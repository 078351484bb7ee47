//! Async facade over [`PayloadCrypto`] for wallet unlock, second password
//! re-encryption and pairing flows.

use std::sync::Arc;

use tokio::task;
use tracing::error;
use tracing::instrument;
use tracing::warn;

use super::encryption::AesCryptor;
use super::encryption::NativeAesCryptor;
use super::encryption::PayloadCrypto;
use super::encryption::PayloadCryptoError;
use super::encryption::WalletPayloadWrapper;
use super::key_data_pair::KeyDataPair;

/// Runs payload encryption and decryption off the async executor
///
/// PBKDF2 is CPU bound, so every operation is moved to the blocking thread
/// pool and resolves exactly once. Cloning is cheap; all clones share one
/// [`PayloadCrypto`].
#[derive(Debug)]
pub struct WalletCryptoService<C: AesCryptor = NativeAesCryptor> {
    payload_crypto: Arc<PayloadCrypto<C>>,
}

impl<C: AesCryptor> Clone for WalletCryptoService<C> {
    fn clone(&self) -> Self {
        Self {
            payload_crypto: Arc::clone(&self.payload_crypto),
        }
    }
}

impl Default for WalletCryptoService {
    fn default() -> Self {
        Self::new(PayloadCrypto::new())
    }
}

impl<C: AesCryptor + 'static> WalletCryptoService<C> {
    pub fn new(payload_crypto: PayloadCrypto<C>) -> Self {
        Self {
            payload_crypto: Arc::new(payload_crypto),
        }
    }

    pub fn payload_crypto(&self) -> &PayloadCrypto<C> {
        &self.payload_crypto
    }

    /// Decrypt `pair.data` (base64 payload) with password `pair.key`
    #[instrument(level = "debug", skip_all, fields(pbkdf2_iterations = pbkdf2_iterations))]
    pub async fn decrypt(
        &self,
        pair: KeyDataPair<String, String>,
        pbkdf2_iterations: u32,
    ) -> Result<String, PayloadCryptoError> {
        self.run("decrypt", move |crypto| {
            crypto.decrypt(&pair.data, &pair.key, pbkdf2_iterations)
        })
        .await
    }

    /// Encrypt `pair.data` (plaintext) with password `pair.key`
    #[instrument(level = "debug", skip_all, fields(pbkdf2_iterations = pbkdf2_iterations))]
    pub async fn encrypt(
        &self,
        pair: KeyDataPair<String, String>,
        pbkdf2_iterations: u32,
    ) -> Result<String, PayloadCryptoError> {
        self.run("encrypt", move |crypto| {
            crypto.encrypt(&pair.data, &pair.key, pbkdf2_iterations)
        })
        .await
    }

    /// Decrypt stored wallet data `pair.data` of any version with password
    /// `pair.key`
    #[instrument(level = "debug", skip_all)]
    pub async fn decrypt_wallet(
        &self,
        pair: KeyDataPair<String, String>,
    ) -> Result<String, PayloadCryptoError> {
        self.run("decrypt_wallet", move |crypto| {
            crypto.decrypt_wallet(&pair.data, &pair.key)
        })
        .await
    }

    /// Encrypt `pair.data` (plaintext) with password `pair.key` into a
    /// current-version envelope, verified by decrypting it again
    #[instrument(level = "debug", skip_all, fields(pbkdf2_iterations = pbkdf2_iterations))]
    pub async fn encrypt_and_verify(
        &self,
        pair: KeyDataPair<String, String>,
        pbkdf2_iterations: u32,
    ) -> Result<WalletPayloadWrapper, PayloadCryptoError> {
        self.run("encrypt_and_verify", move |crypto| {
            crypto.encrypt_and_verify(&pair.data, &pair.key, pbkdf2_iterations)
        })
        .await
    }

    async fn run<T, F>(&self, operation: &str, f: F) -> Result<T, PayloadCryptoError>
    where
        T: Send + 'static,
        F: FnOnce(&PayloadCrypto<C>) -> Result<T, PayloadCryptoError> + Send + 'static,
    {
        let crypto = Arc::clone(&self.payload_crypto);

        let result = match task::spawn_blocking(move || f(&crypto)).await {
            Ok(result) => result,
            Err(e) => {
                error!("wallet crypto {} task failed: {}", operation, e);
                Err(PayloadCryptoError::Unknown)
            }
        };

        if let Err(e) = &result {
            warn!("wallet crypto {} failed: {}", operation, e);
        }

        result
    }
}

#[cfg(test)]
mod tests {
    use tracing_test::traced_test;

    use super::*;

    const WALLET_JSON: &str = r#"{"guid":"abc-123"}"#;

    #[tokio::test]
    async fn encrypt_then_decrypt() {
        let service = WalletCryptoService::default();

        let encrypted = service
            .encrypt(
                KeyDataPair::new("correct horse".to_string(), WALLET_JSON.to_string()),
                5000,
            )
            .await
            .unwrap();
        let decrypted = service
            .decrypt(KeyDataPair::new("correct horse".to_string(), encrypted), 5000)
            .await
            .unwrap();

        assert_eq!(WALLET_JSON, decrypted);
    }

    #[traced_test]
    #[tokio::test]
    async fn wrong_password_is_reported_and_logged() {
        let service = WalletCryptoService::default();

        let encrypted = service
            .encrypt(
                KeyDataPair::new("correct horse".to_string(), WALLET_JSON.to_string()),
                100,
            )
            .await
            .unwrap();
        let result = service
            .decrypt(KeyDataPair::new("wrong horse".to_string(), encrypted), 100)
            .await;

        assert_eq!(Err(PayloadCryptoError::DecryptionFailed), result);
        assert!(logs_contain("wallet crypto decrypt failed"));
        assert!(!logs_contain("wrong horse"));
    }

    #[tokio::test]
    async fn zero_iterations_rejected() {
        let service = WalletCryptoService::default();

        let result = service
            .encrypt(KeyDataPair::new("pw".to_string(), WALLET_JSON.to_string()), 0)
            .await;

        assert_eq!(Err(PayloadCryptoError::InvalidPbkdf2Iterations), result);
    }

    #[tokio::test(flavor = "multi_thread")]
    async fn clones_share_payload_crypto() {
        let service = WalletCryptoService::default();
        let wrapper = service
            .payload_crypto()
            .encrypt_wallet(WALLET_JSON, "correct horse", 10)
            .unwrap();
        let stored = wrapper.to_json().unwrap();

        let handles = (0..4)
            .map(|_| {
                let service = service.clone();
                let stored = stored.clone();
                tokio::spawn(async move {
                    service
                        .decrypt_wallet(KeyDataPair::new("correct horse".to_string(), stored))
                        .await
                })
            })
            .collect::<Vec<_>>();

        for handle in handles {
            assert_eq!(WALLET_JSON, handle.await.unwrap().unwrap());
        }
    }

    #[tokio::test]
    async fn encrypt_and_verify_then_decrypt_wallet() {
        let service = WalletCryptoService::default();

        let wrapper = service
            .encrypt_and_verify(
                KeyDataPair::new("correct horse".to_string(), WALLET_JSON.to_string()),
                5000,
            )
            .await
            .unwrap();
        assert_eq!(4, wrapper.version);

        let decrypted = service
            .decrypt_wallet(KeyDataPair::new(
                "correct horse".to_string(),
                wrapper.to_json().unwrap(),
            ))
            .await
            .unwrap();
        assert_eq!(WALLET_JSON, decrypted);
    }

    #[tokio::test]
    async fn decrypt_wallet_rejects_future_versions() {
        let service = WalletCryptoService::default();
        let stored = WalletPayloadWrapper::new(5, "c2VjcmV0".to_string(), 10)
            .to_json()
            .unwrap();

        let result = service
            .decrypt_wallet(KeyDataPair::new("correct horse".to_string(), stored))
            .await;

        assert_eq!(Err(PayloadCryptoError::UnsupportedPayloadVersion), result);
    }
}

Exercise:
When a line above contains the string "encrypted", copy that line.

Solved exercise:
        let encrypted = service
            .decrypt(KeyDataPair::new("correct horse".to_string(), encrypted), 5000)
        let encrypted = service
            .decrypt(KeyDataPair::new("wrong horse".to_string(), encrypted), 100)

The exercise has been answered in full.